Por convicção pessoal, acredito que tudo deve girar à volta das pessoas. Esquecemo-nos, sistematicamente, de o fazer. Conseguimos cair no extremo de dar vida própria a sistemas que dependem das pessoas e do seu comportamento. A título de exemplo, falamos de economia como uma ciência, que vive por si, e que serve os mercados (conceito muitíssimo abstrato para a maioria da população). Esquecemo-nos que a economia, tal como todas as outras ciências, existe em função das pessoas. De igual forma, as ciências políticas estão a cargo de pessoas que devem trabalhar para servir a sociedade, logo, para servir pessoas. O mesmo se aplica às organizações. Qualquer organização serve pessoas: presta serviços, produz e transaciona bens para outras organizações e pessoas, ganha dinheiro (para pessoas) ou gasta dinheiro cuidando de pessoas (as sem fins lucrativos). De uma forma muito simplista e resumida, de forma direta ou indireta, as organizações existem para servir as pessoas e, sem pessoas, não há organizações. Não existe outra forma de colocar a questão. Este é o propósito, o âmago e a essência das organizações.

 

E se nada sobrevive sem pessoas, é desejável que tenhamos sempre em mente que a maior riqueza de qualquer organização são as pessoas que a compõem e que cada um é único, com características próprias, com vivências e necessidades específicas. Nunca se pode perder de vista, este fundamento. É uma questão basilar.

 

Colocamos habitualmente o foco no cliente e na nossa competitividade no mercado, pressionamos as equipas para o resultado, por vezes com custos pessoais elevados, inclusive o da saúde mental e, mais uma vez, esquecemo-nos de ir à origem das coisas. Ninguém é capaz de cuidar bem dos seus clientes se não souber cuidar, primeiramente, de si próprio, dos seus e da sua própria casa. Pode parecer um lugar-comum. No entanto, quantos de nós se preocupam verdadeiramente com o bem-estar físico e emocional dos seus colaboradores ao ponto de tomar decisões, à primeira vista menos boas para o negócio, mas que se afiguram como fundamentais para a saúde das equipas?

 

No que diz respeito às pessoas, em contexto de trabalho, a equação é muito simples e mais do que comprovada: pessoas felizes trabalham melhor e produzem melhor. Esta é uma verdade inquestionável. A proposta é a de que as organizações comecem a refletir muito seriamente na alegria dos seus colaboradores. A alegria cria bem-estar emocional. O bem-estar emocional propicia o bem-estar físico e a saúde. O bem-estar geral traz felicidade. A felicidade produz melhor desempenho.

 

Por outro lado, na mão de cada um de nós, trabalhador, está o esforço de promovermos o nosso próprio bem-estar e o de o proporcionarmos aos colegas com quem nos relacionamos.
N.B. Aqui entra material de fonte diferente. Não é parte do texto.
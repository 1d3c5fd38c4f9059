//! The display session: one context object owning all zoom state.
//!
//! A [`Display`] bundles the device-zoom state, the resource registries, the
//! handler table and the notification queue. Several sessions can live in
//! one process; nothing here is global.
//!
//! A session is bound to the thread that created it. It is `!Send`, and in
//! debug builds every entry point asserts it runs on that thread.

use std::collections::HashMap;
use std::thread::{self, ThreadId};

use tracing::{debug, info, warn};

use crate::config::ScalingConfig;
use crate::error::ZoomResult;
use crate::events::{NotificationQueue, NotificationSender, ZoomChangeEvent};
use crate::handlers::{register_common_handlers, DispatchReport, ZoomChangeDispatcher};
use crate::resources::{FontDescriptor, FontKey, ImageDescriptor, Resource, ResourceFactory, Resources};
use crate::widget::Widget;
use crate::zoom::{DeviceZoom, MonitorId, ZoomLevel, ZoomSource};

/// Native collaborators a session is built from.
pub struct Platform {
    pub fonts: Box<dyn ResourceFactory<FontKey>>,
    pub images: Box<dyn ResourceFactory<ImageDescriptor>>,
    pub zoom_source: Box<dyn ZoomSource>,
}

/// One UI session.
pub struct Display {
    config: ScalingConfig,
    zoom: DeviceZoom,
    resources: Resources,
    dispatcher: ZoomChangeDispatcher,
    notifications: NotificationQueue,
    zoom_source: Box<dyn ZoomSource>,
    monitors: HashMap<MonitorId, ZoomLevel>,
    ui_thread: ThreadId,
}

impl Display {
    /// Start a session on the current thread.
    ///
    /// The primary monitor's physical zoom is queried once here; resource
    /// bases are created at the device zoom derived from it. The built-in
    /// handlers are installed.
    pub fn new(config: ScalingConfig, platform: Platform) -> Self {
        let Platform {
            fonts,
            images,
            zoom_source,
        } = platform;

        let native = query_zoom(zoom_source.as_ref(), MonitorId::PRIMARY);
        let zoom = DeviceZoom::new(native, config.auto_scale);
        info!(
            native = %zoom.native_zoom(),
            device = %zoom.device_zoom(),
            auto_scale = %config.auto_scale,
            "display session started"
        );

        let mut dispatcher = ZoomChangeDispatcher::new();
        register_common_handlers(&mut dispatcher);

        Self {
            resources: Resources::new(fonts, images, zoom.device_zoom()),
            monitors: HashMap::from([(MonitorId::PRIMARY, zoom.device_zoom())]),
            config,
            zoom,
            dispatcher,
            notifications: NotificationQueue::new(),
            zoom_source,
            ui_thread: thread::current().id(),
        }
    }

    pub fn config(&self) -> &ScalingConfig {
        &self.config
    }

    /// Zoom used by scaling operations.
    pub fn device_zoom(&self) -> ZoomLevel {
        self.zoom.device_zoom()
    }

    /// Physical zoom of the primary monitor.
    pub fn native_zoom(&self) -> ZoomLevel {
        self.zoom.native_zoom()
    }

    /// Device zoom last reported for `monitor`, or the session's device
    /// zoom if the monitor was never reported.
    pub fn monitor_zoom(&self, monitor: MonitorId) -> ZoomLevel {
        self.monitors
            .get(&monitor)
            .copied()
            .unwrap_or_else(|| self.zoom.device_zoom())
    }

    pub fn dispatcher(&self) -> &ZoomChangeDispatcher {
        &self.dispatcher
    }

    /// Handler table, for registering toolkit-specific handlers.
    pub fn dispatcher_mut(&mut self) -> &mut ZoomChangeDispatcher {
        self.assert_ui_thread();
        &mut self.dispatcher
    }

    pub fn resources(&self) -> &Resources {
        &self.resources
    }

    pub fn resources_mut(&mut self) -> &mut Resources {
        self.assert_ui_thread();
        &mut self.resources
    }

    /// Handle for posting DPI notifications from other threads.
    pub fn notification_sender(&self) -> NotificationSender {
        self.notifications.sender()
    }

    /// Explicitly override the device zoom.
    pub fn set_device_zoom(&mut self, zoom: ZoomLevel) -> Option<ZoomChangeEvent> {
        self.assert_ui_thread();
        let event = self.zoom.set_device_zoom(zoom)?;
        self.monitors.insert(MonitorId::PRIMARY, zoom);
        Some(event)
    }

    /// Query the primary monitor again and apply the auto-scale policy.
    pub fn refresh_native_zoom(&mut self) -> Option<ZoomChangeEvent> {
        self.assert_ui_thread();
        let native = query_zoom(self.zoom_source.as_ref(), MonitorId::PRIMARY);
        self.apply_native_zoom(MonitorId::PRIMARY, native)
    }

    /// Drain queued DPI notifications and update zoom state.
    ///
    /// Returns one entry per monitor whose device zoom actually changed, in
    /// the order the notifications arrived. The windowing glue then calls
    /// [`on_zoom_changed`](Self::on_zoom_changed) for the widgets on those
    /// monitors.
    pub fn process_notifications(&mut self) -> Vec<(MonitorId, ZoomChangeEvent)> {
        self.assert_ui_thread();
        let mut changes = Vec::new();
        for note in self.notifications.drain() {
            let native = match ZoomLevel::from_dpi(note.dpi) {
                Ok(zoom) => zoom,
                Err(err) => {
                    warn!(monitor = note.monitor.0, dpi = note.dpi, error = %err, "ignoring DPI notification");
                    continue;
                }
            };
            if let Some(event) = self.apply_native_zoom(note.monitor, native) {
                changes.push((note.monitor, event));
            }
        }
        changes
    }

    /// Entry point for the windowing glue: `widget` now lives at `new_zoom`.
    ///
    /// With runtime auto-scaling disabled this does nothing.
    pub fn on_zoom_changed(&mut self, widget: &mut dyn Widget, new_zoom: ZoomLevel) -> DispatchReport {
        self.assert_ui_thread();
        if !self.config.auto_scale_on_runtime {
            debug!(%new_zoom, "runtime auto-scaling disabled, zoom change ignored");
            return DispatchReport::default();
        }
        self.dispatcher.dispatch(widget, new_zoom, &mut self.resources)
    }

    /// The application font `descriptor` at `zoom`.
    pub fn font(&mut self, descriptor: &FontDescriptor, zoom: ZoomLevel) -> ZoomResult<Resource> {
        self.assert_ui_thread();
        let zoom = self.effective_zoom(zoom);
        self.resources.fonts.font(descriptor, zoom)
    }

    /// The system font at `zoom`.
    pub fn system_font(&mut self, zoom: ZoomLevel) -> ZoomResult<Resource> {
        self.assert_ui_thread();
        let zoom = self.effective_zoom(zoom);
        self.resources.fonts.system_font(zoom)
    }

    /// The image `descriptor` at `zoom`.
    pub fn image(&mut self, descriptor: &ImageDescriptor, zoom: ZoomLevel) -> ZoomResult<Resource> {
        self.assert_ui_thread();
        self.resources.images.image(descriptor, zoom)
    }

    /// Release every registry-owned native resource. The session stays
    /// usable; later lookups allocate again.
    pub fn dispose(&mut self) {
        self.assert_ui_thread();
        debug!(cached = self.resources.len(), "disposing display resources");
        self.resources.dispose_all();
    }

    /// Fonts follow per-widget zoom only with runtime auto-scaling enabled.
    fn effective_zoom(&self, zoom: ZoomLevel) -> ZoomLevel {
        if self.config.auto_scale_on_runtime {
            zoom
        } else {
            self.zoom.device_zoom()
        }
    }

    fn apply_native_zoom(&mut self, monitor: MonitorId, native: ZoomLevel) -> Option<ZoomChangeEvent> {
        if monitor == MonitorId::PRIMARY {
            let event = self.zoom.set_native_zoom(native)?;
            self.monitors.insert(monitor, event.new_zoom());
            return Some(event);
        }
        let device = self.zoom.auto_scale().device_zoom_for(native);
        let old = self.monitor_zoom(monitor);
        self.monitors.insert(monitor, device);
        let event = ZoomChangeEvent::new(old, device);
        if event.is_change() {
            debug!(monitor = monitor.0, %event, "monitor zoom changed");
            Some(event)
        } else {
            None
        }
    }

    fn assert_ui_thread(&self) {
        debug_assert_eq!(
            thread::current().id(),
            self.ui_thread,
            "display session used off its UI thread"
        );
    }
}

fn query_zoom(source: &dyn ZoomSource, monitor: MonitorId) -> ZoomLevel {
    let physical = source.physical_zoom(monitor);
    ZoomLevel::new(physical).unwrap_or_else(|_| {
        warn!(monitor = monitor.0, physical, "platform reported no zoom, assuming 100%");
        ZoomLevel::REFERENCE
    })
}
Ao alcance de todos encontra-se um instrumento fantástico, potenciador de alegria: o bom humor! Simples, não é? O humor, a alegria, os sorrisos, os rizos e as gargalhadas são ingredientes básicos, gratuitos e disponíveis para se poder abordar a produção e o desempenho de uma forma seríssima e eficaz.

 

Pessoas bem-dispostas e bem-humoradas apresentam melhor desempenho. Uma organização alegre e com bom clima organizacional, cria mais riqueza e aplica melhor os seus recursos financeiros. É urgente deixarmos de lado o pudor de sermos genuínos na nossa esfera profissional.

 

Ser-se formal, conservador e solene não quer dizer, obrigatoriamente, ser-se correto, reto, honesto, rigoroso ou eficiente. Pode ser-se leve e ser-se rigoroso. Pode ser-se alegre e ser-se reto, honesto e eficiente. O bom-humor é um desbloqueador natural de problemas. Uma boa gargalhada é um momento de positividade que permite ganhar-se fôlego para o passo seguinte. Do meu ponto de vista, uma organização bem-sucedida é também uma organização promotora e produtora de bem-estar. Utilizar-se o recurso do bom-humor, pessoal e profissionalmente, é um indicador de inteligência. É ser-se capaz de criar valor.

 

Então, é fácil concluir-se que, efetivamente, bom humor é dinheiro!

Boas festas e sejam felizes connosco!